R. H. - L'OMM annonce depuis longtemps le réchauffement de la planète. Pourtant, le protocole de Kyoto (5) s'achèvera en 2012 sur de bien maigres résultats. Comment pourrait-il en être autrement, du reste ? Les deux plus grands pollueurs mondiaux ne sont pas concernés : les États-Unis ne l'ont pas ratifié et la Chine n'a pas été astreinte à limiter ses rejets de gaz carbonique dans l'atmosphère. N'avez-vous pas l'impression de prêcher dans le désert ?

M. J. - C'est vrai. Nous avons lancé la première alerte sur l'augmentation des gaz à effet de serre il y a plus de trente ans, en 1976 (6). Il a fallu pas mal de temps pour en mesurer réellement le danger.

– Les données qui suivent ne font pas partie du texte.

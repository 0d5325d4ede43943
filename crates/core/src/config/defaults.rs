//! Default values and functions for configuration

use crate::agent_state::DEFAULT_AGENT_NAME;

// Default constants
pub(crate) const DEFAULT_BASE_URL: &str = "http://127.0.0.1:8081";
pub(crate) const MAX_DEBOUNCE_MS: u64 = 10_000;

pub(crate) fn default_base_url() -> String {
    DEFAULT_BASE_URL.to_string()
}

pub(crate) fn default_timeout_secs() -> u64 {
    30
}

pub(crate) fn default_debounce_ms() -> u64 {
    300
}

pub(crate) fn default_agent_name() -> String {
    DEFAULT_AGENT_NAME.to_string()
}
//! Configuration module for wfo-search
//!
//! This module provides configuration structures and loading mechanisms for
//! the search client. Configuration can be loaded from TOML files and/or
//! environment variables.

mod defaults;
mod loading;

#[cfg(test)]
mod tests;

use crate::entities::EntityKind;
use crate::error::{Error, Result};
use serde::{Deserialize, Serialize};
use std::path::PathBuf;
use std::time::Duration;

use defaults::*;

/// Returns the path to the global configuration file
///
/// The global config is stored at `~/.wfo-search/config.toml`.
pub fn global_config_path() -> Result<PathBuf> {
    let home_dir = dirs::home_dir()
        .ok_or_else(|| Error::config("Unable to determine home directory"))?;
    Ok(home_dir.join(".wfo-search").join("config.toml"))
}

/// Search backend connection settings
#[derive(Debug, Clone, PartialEq, Serialize, Deserialize)]
pub struct BackendConfig {
    /// Base URL of the search service; endpoints live under `/api/search/`
    #[serde(default = "default_base_url")]
    pub base_url: String,

    /// Request timeout in seconds
    #[serde(default = "default_timeout_secs")]
    pub timeout_secs: u64,
}

/// Interactive search behaviour
#[derive(Debug, Clone, PartialEq, Serialize, Deserialize)]
pub struct SearchConfig {
    /// Quiet period before a changed query is sent (default: 300ms)
    #[serde(default = "default_debounce_ms")]
    pub debounce_ms: u64,

    /// Entity kind selected when a session starts
    #[serde(default)]
    pub default_entity_kind: EntityKind,
}

impl SearchConfig {
    pub fn debounce_duration(&self) -> Duration {
        Duration::from_millis(self.debounce_ms)
    }
}

/// Agent bridge settings
#[derive(Debug, Clone, PartialEq, Serialize, Deserialize)]
pub struct AgentConfig {
    /// Name the search agent is registered under
    #[serde(default = "default_agent_name")]
    pub name: String,
}

/// Main configuration structure
#[derive(Debug, Clone, Default, PartialEq, Serialize, Deserialize)]
pub struct Config {
    #[serde(default)]
    pub backend: BackendConfig,

    #[serde(default)]
    pub search: SearchConfig,

    #[serde(default)]
    pub agent: AgentConfig,
}

impl Default for BackendConfig {
    fn default() -> Self {
        Self {
            base_url: default_base_url(),
            timeout_secs: default_timeout_secs(),
        }
    }
}

impl Default for SearchConfig {
    fn default() -> Self {
        Self {
            debounce_ms: default_debounce_ms(),
            default_entity_kind: EntityKind::default(),
        }
    }
}

impl Default for AgentConfig {
    fn default() -> Self {
        Self {
            name: default_agent_name(),
        }
    }
}

impl Config {
    /// Check values the loaders cannot enforce
    pub fn validate(&self) -> Result<()> {
        let url = self.backend.base_url.trim();
        if url.is_empty() {
            return Err(Error::config("backend.base_url must not be empty"));
        }
        if !url.starts_with("http://") && !url.starts_with("https://") {
            return Err(Error::config(format!(
                "Invalid backend.base_url '{url}': must start with http:// or https://"
            )));
        }

        if self.backend.timeout_secs == 0 {
            return Err(Error::config("backend.timeout_secs must be greater than 0"));
        }

        if self.search.debounce_ms == 0 || self.search.debounce_ms > MAX_DEBOUNCE_MS {
            return Err(Error::config(format!(
                "search.debounce_ms must be between 1 and {MAX_DEBOUNCE_MS} (got {})",
                self.search.debounce_ms
            )));
        }

        if self.agent.name.trim().is_empty() {
            return Err(Error::config("agent.name must not be empty"));
        }

        Ok(())
    }

    /// Serialize to pretty TOML
    pub fn to_toml_string(&self) -> Result<String> {
        toml::to_string_pretty(self)
            .map_err(|e| Error::config(format!("Failed to serialize config: {e}")))
    }
}
//! One-shot search execution
//!
//! Translation, the activity gate and failure containment for a single
//! search. The interactive session and the command line both go through here.

use tracing::{debug, error};
use wfo_search_core::{translate, EntityKind, QueryInput, SearchBackend, SearchParameters, SearchResult};

/// What a single search produced
#[derive(Debug, Clone, PartialEq)]
pub enum SearchOutcome {
    /// The parameters were not active; no request was made
    Inactive,
    Completed(Vec<SearchResult>),
    /// The request failed; carries a human-readable message
    Failed(String),
}

impl SearchOutcome {
    /// Results to show; empty unless the search completed
    pub fn results(&self) -> &[SearchResult] {
        match self {
            SearchOutcome::Completed(results) => results,
            _ => &[],
        }
    }

    pub fn into_results(self) -> Vec<SearchResult> {
        match self {
            SearchOutcome::Completed(results) => results,
            _ => Vec::new(),
        }
    }

    pub fn error(&self) -> Option<&str> {
        match self {
            SearchOutcome::Failed(message) => Some(message),
            _ => None,
        }
    }
}

/// Translate a query for `kind` and run it
pub async fn run_search(
    backend: &dyn SearchBackend,
    kind: EntityKind,
    query: &QueryInput,
) -> SearchOutcome {
    let parameters = translate(query, kind);
    execute(backend, &parameters).await
}

/// Run already translated parameters against the endpoint of their entity type
///
/// Inactive parameters short-circuit without touching the backend. Backend
/// failures are logged and reported as [`SearchOutcome::Failed`].
pub async fn execute(backend: &dyn SearchBackend, parameters: &SearchParameters) -> SearchOutcome {
    if !parameters.is_active() {
        debug!("Search inactive for {}, skipping request", parameters.entity_type);
        return SearchOutcome::Inactive;
    }

    match backend.search(parameters.entity_type, parameters).await {
        Ok(results) => {
            debug!(
                "Search for {} returned {} results",
                parameters.entity_type,
                results.len()
            );
            SearchOutcome::Completed(results)
        }
        Err(e) => {
            error!("Search error: {e}");
            SearchOutcome::Failed(e.to_string())
        }
    }
}

#[cfg(test)]
mod tests {
    use super::*;
    use pretty_assertions::assert_eq;
    use serde_json::json;
    use wfo_search_core::{Error, MockSearchBackend};

    #[tokio::test]
    async fn test_inactive_query_makes_no_request() {
        let mut backend = MockSearchBackend::new();
        backend.expect_search().times(0);

        for query in [
            QueryInput::MatchAll,
            QueryInput::Text(String::new()),
            QueryInput::Text("a".to_string()),
            QueryInput::Text("  b  ".to_string()),
        ] {
            let outcome = run_search(&backend, EntityKind::Subscription, &query).await;
            assert_eq!(outcome, SearchOutcome::Inactive);
            assert!(outcome.results().is_empty());
        }
    }

    #[tokio::test]
    async fn test_two_characters_search() {
        let mut backend = MockSearchBackend::new();
        backend
            .expect_search()
            .withf(|kind, params| {
                *kind == EntityKind::Workflow && params.query.as_deref() == Some("ab")
            })
            .times(1)
            .returning(|_, _| {
                Ok(vec![SearchResult::classify(
                    json!({"name": "create_port", "products": []}),
                )])
            });

        let outcome = run_search(
            &backend,
            EntityKind::Workflow,
            &QueryInput::Text("ab".to_string()),
        )
        .await;

        assert_eq!(outcome.results().len(), 1);
        assert_eq!(outcome.results()[0].display_text(), "create_port");
        assert_eq!(outcome.error(), None);
    }

    #[tokio::test]
    async fn test_filter_only_query_is_active() {
        let mut backend = MockSearchBackend::new();
        backend
            .expect_search()
            .withf(|kind, params| {
                *kind == EntityKind::Product
                    && params.query.is_none()
                    && params.filters()[0].path == "product.tag"
            })
            .times(1)
            .returning(|_, _| Ok(Vec::new()));

        let outcome = run_search(
            &backend,
            EntityKind::Product,
            &QueryInput::parse("tag:FW"),
        )
        .await;
        assert_eq!(outcome, SearchOutcome::Completed(Vec::new()));
    }

    #[tokio::test]
    async fn test_failure_is_contained() {
        let mut backend = MockSearchBackend::new();
        backend
            .expect_search()
            .times(1)
            .returning(|_, _| Err(Error::status(503)));

        let outcome = run_search(
            &backend,
            EntityKind::Process,
            &QueryInput::Text("modify".to_string()),
        )
        .await;

        assert_eq!(
            outcome,
            SearchOutcome::Failed("Search failed with status: 503".to_string())
        );
        assert!(outcome.clone().into_results().is_empty());
    }
}
//! Library interface for the wfo-search CLI
//!
//! Rendering lives here so it can be tested without running the binary.

pub mod render;

pub use anyhow::Result;
pub use wfo_search_core::config::Config;
//! Searchable entity kinds

use serde::{Deserialize, Serialize};
use strum_macros::{Display, EnumString};

/// Domain category a search is scoped to
///
/// The kind selects the backend endpoint and is the first segment of every
/// filter path produced for it.
#[derive(
    Debug, Clone, Copy, PartialEq, Eq, Hash, Default, Serialize, Deserialize, Display, EnumString,
)]
#[serde(rename_all = "SCREAMING_SNAKE_CASE")]
#[strum(serialize_all = "SCREAMING_SNAKE_CASE", ascii_case_insensitive)]
pub enum EntityKind {
    #[default]
    Subscription,
    Product,
    Workflow,
    Process,
}

impl EntityKind {
    /// All kinds, in tab order
    pub const ALL: [EntityKind; 4] = [
        EntityKind::Subscription,
        EntityKind::Product,
        EntityKind::Workflow,
        EntityKind::Process,
    ];

    /// Path segment of the search endpoint for this kind
    pub fn endpoint_path(&self) -> &'static str {
        match self {
            EntityKind::Subscription => "subscriptions",
            EntityKind::Product => "products",
            EntityKind::Workflow => "workflows",
            EntityKind::Process => "processes",
        }
    }

    /// First segment of filter paths (`subscription`, `product`, ...)
    pub fn path_prefix(&self) -> &'static str {
        match self {
            EntityKind::Subscription => "subscription",
            EntityKind::Product => "product",
            EntityKind::Workflow => "workflow",
            EntityKind::Process => "process",
        }
    }

    pub fn label(&self) -> &'static str {
        match self {
            EntityKind::Subscription => "Subscriptions",
            EntityKind::Product => "Products",
            EntityKind::Workflow => "Workflows",
            EntityKind::Process => "Processes",
        }
    }

    /// Search bar placeholder text
    pub fn placeholder(&self) -> String {
        format!("Search for {}…", self.label().to_lowercase())
    }
}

Au début, malgré tous nos avertissements, les scientifiques se demandaient - assez légitimement, d'ailleurs - si le phénomène était vraiment dramatique et si les océans n'allaient pas tempérer ce réchauffement. D'autant que les signes du réchauffement pouvaient alors être attribués à la variabilité naturelle du climat. Il a fallu des années d'observations méticuleuses pour parvenir à distinguer ces deux aspects.

R. H. - L'idée qu'un changement climatique radical menaçait la planète s'est-elle imposée d'emblée ?

M. J. - Non. La prise de conscience a été très graduelle. Le GIEC a commencé par évoquer un faisceau convergent d'indices. Son quatrième rapport, paru en novembre 2007, parle d'une influence « sans équivoque » des activités humaines sur le réchauffement. Sans doute aurions-nous préféré que des conclusions nettes s'imposent plus vite. Mais cette relative lenteur est propre à la discussion scientifique. On formule des hypothèses. On en discute. On cherche à les vérifier. Le consensus ne s'est affermi que progressivement.

R. H. - Certains scientifiques reprochent à ce rapport d'être trop prudent et de ne pas aller assez loin dans ses conclusions. Ont-ils raison ?

M. J. - Au moins ne sommes-nous plus accusés de catastrophisme ! C'est ce que certains nous reprochaient il y a quelques années. Cette bataille-là est terminée. Aujourd'hui, seule une minorité microscopique prétend encore que nous serions en train de surévaluer la menace. Le réchauffement climatique est désormais un danger largement reconnu.

R. H. - Y a-t-il un phénomène climatique qui illustre d'une manière particulièrement évidente la dégradation du climat ?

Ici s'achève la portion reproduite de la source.